## [EXERCISE DETAILS]
From the line containing "pub trait Encoder<Sink, Resp>: Send" to the last line of the records below, repeat every line exactly and add nothing else.

## [GIVEN ENTRIES]
//! In-memory user registry.

use std::{collections::HashMap, sync::RwLock};

use serde::Serialize;

/// A registered user.
#[derive(Debug, Clone, PartialEq, Eq, Serialize)]
pub struct User {
    pub id: u64,
    pub name: String,
    pub email: Option<String>,
}

/// Thread-safe registry of users keyed by ID.
#[derive(Debug, Default)]
pub struct UserDirectory {
    users: RwLock<HashMap<u64, User>>,
}

impl UserDirectory {
    /// Create an empty directory.
    #[must_use]
    pub fn new() -> Self {
        Self::default()
    }

    /// Insert or replace a user. Returns `true` if the ID was new.
    ///
    /// # Panics
    /// Panics if the internal `RwLock` is poisoned (a previous thread panicked
    /// while holding the write lock).
    pub fn upsert(&self, user: User) -> bool {
        #[expect(clippy::expect_used, reason = "lock poisoning is unrecoverable")]
        self.users
            .write()
            .expect("user directory write lock poisoned")
            .insert(user.id, user)
            .is_none()
    }

    /// Look up a user by ID.
    ///
    /// # Panics
    /// Panics if the internal `RwLock` is poisoned.
    #[must_use]
    pub fn get(&self, id: u64) -> Option<User> {
        #[expect(clippy::expect_used, reason = "lock poisoning is unrecoverable")]
        self.users
            .read()
            .expect("user directory read lock poisoned")
            .get(&id)
            .cloned()
    }

    /// Number of registered users.
    ///
    /// # Panics
    /// Panics if the internal `RwLock` is poisoned.
    #[must_use]
    pub fn len(&self) -> usize {
        #[expect(clippy::expect_used, reason = "lock poisoning is unrecoverable")]
        self.users
            .read()
            .expect("user directory read lock poisoned")
            .len()
    }

    #[must_use]
    pub fn is_empty(&self) -> bool {
        self.len() == 0
    }
}
//! Transport-agnostic request pipeline for Portkit.
//!
//! A [`Server`] binds one [`Endpoint`], one [`Decoder`], one [`Encoder`] and
//! one [`ErrorHandler`] into a single decode → invoke → encode pipeline. The
//! transport binding (see `portkit-http`) supplies the raw input and the
//! output sink; everything else is business logic or injected policy.

#![warn(clippy::pedantic)]
#![deny(clippy::unwrap_used)]

pub mod codec;
pub mod context;
pub mod endpoint;
pub mod error;
pub mod error_handler;
pub mod server;

pub use codec::{Decoder, Encoder};
pub use context::{Context, RequestId};
pub use endpoint::{BoxError, BoxFuture, Endpoint};
pub use error::{Stage, TransportError};
pub use error_handler::{ErrorHandler, LogErrorHandler, NopErrorHandler};
pub use server::{Outcome, Server};
//! Pluggable request decoding and response encoding.
//!
//! Both seams are plain function values in the common case: any matching
//! `Fn` implements the trait, so swapping a codec never requires a new type.

use std::future::Future;

use async_trait::async_trait;

use crate::{BoxError, Context};

/// Turns a raw transport input into the endpoint's typed request.
///
/// Decoding may suspend (e.g. to read a request body). A failure means the
/// input was malformed and the endpoint must not run.
#[async_trait]
pub trait Decoder<In, Req>: Send + Sync
where
    In: Send + 'static,
    Req: Send + 'static,
{
    /// Build a new `Req` from `input`.
    ///
    /// # Errors
    /// Any error signals malformed input.
    async fn decode(&self, ctx: Context, input: In) -> Result<Req, BoxError>;
}

#[async_trait]
impl<F, Fut, In, Req> Decoder<In, Req> for F
where
    F: Fn(Context, In) -> Fut + Send + Sync,
    Fut: Future<Output = Result<Req, BoxError>> + Send + 'static,
    In: Send + 'static,
    Req: Send + 'static,
{
    async fn decode(&self, ctx: Context, input: In) -> Result<Req, BoxError> {
        (self)(ctx, input).await
    }
}

/// Writes the endpoint's typed response onto a transport sink.
///
/// Encoding is synchronous: the response is already computed and the sink
/// is borrowed for the duration of the call. An encoder that fails before
/// writing must leave the sink untouched.
pub trait Encoder<Sink, Resp>: Send + Sync {
    /// Write `resp` to `sink`.
    ///
    /// # Errors
    /// Serialization failure, or a failed write to the sink.
    fn encode(&self, ctx: &Context, sink: &mut Sink, resp: Resp) -> Result<(), BoxError>;
}

impl<F, Sink, Resp> Encoder<Sink, Resp> for F
where
    F: Fn(&Context, &mut Sink, Resp) -> Result<(), BoxError> + Send + Sync,
{
    fn encode(&self, ctx: &Context, sink: &mut Sink, resp: Resp) -> Result<(), BoxError> {
        (self)(ctx, sink, resp)
    }
}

## [YOUR RESPONSE]
pub trait Encoder<Sink, Resp>: Send + Sync {
    /// Write `resp` to `sink`.
    ///
    /// # Errors
    /// Serialization failure, or a failed write to the sink.
    fn encode(&self, ctx: &Context, sink: &mut Sink, resp: Resp) -> Result<(), BoxError>;
}

impl<F, Sink, Resp> Encoder<Sink, Resp> for F
where
    F: Fn(&Context, &mut Sink, Resp) -> Result<(), BoxError> + Send + Sync,
{
    fn encode(&self, ctx: &Context, sink: &mut Sink, resp: Resp) -> Result<(), BoxError> {
        (self)(ctx, sink, resp)
    }
}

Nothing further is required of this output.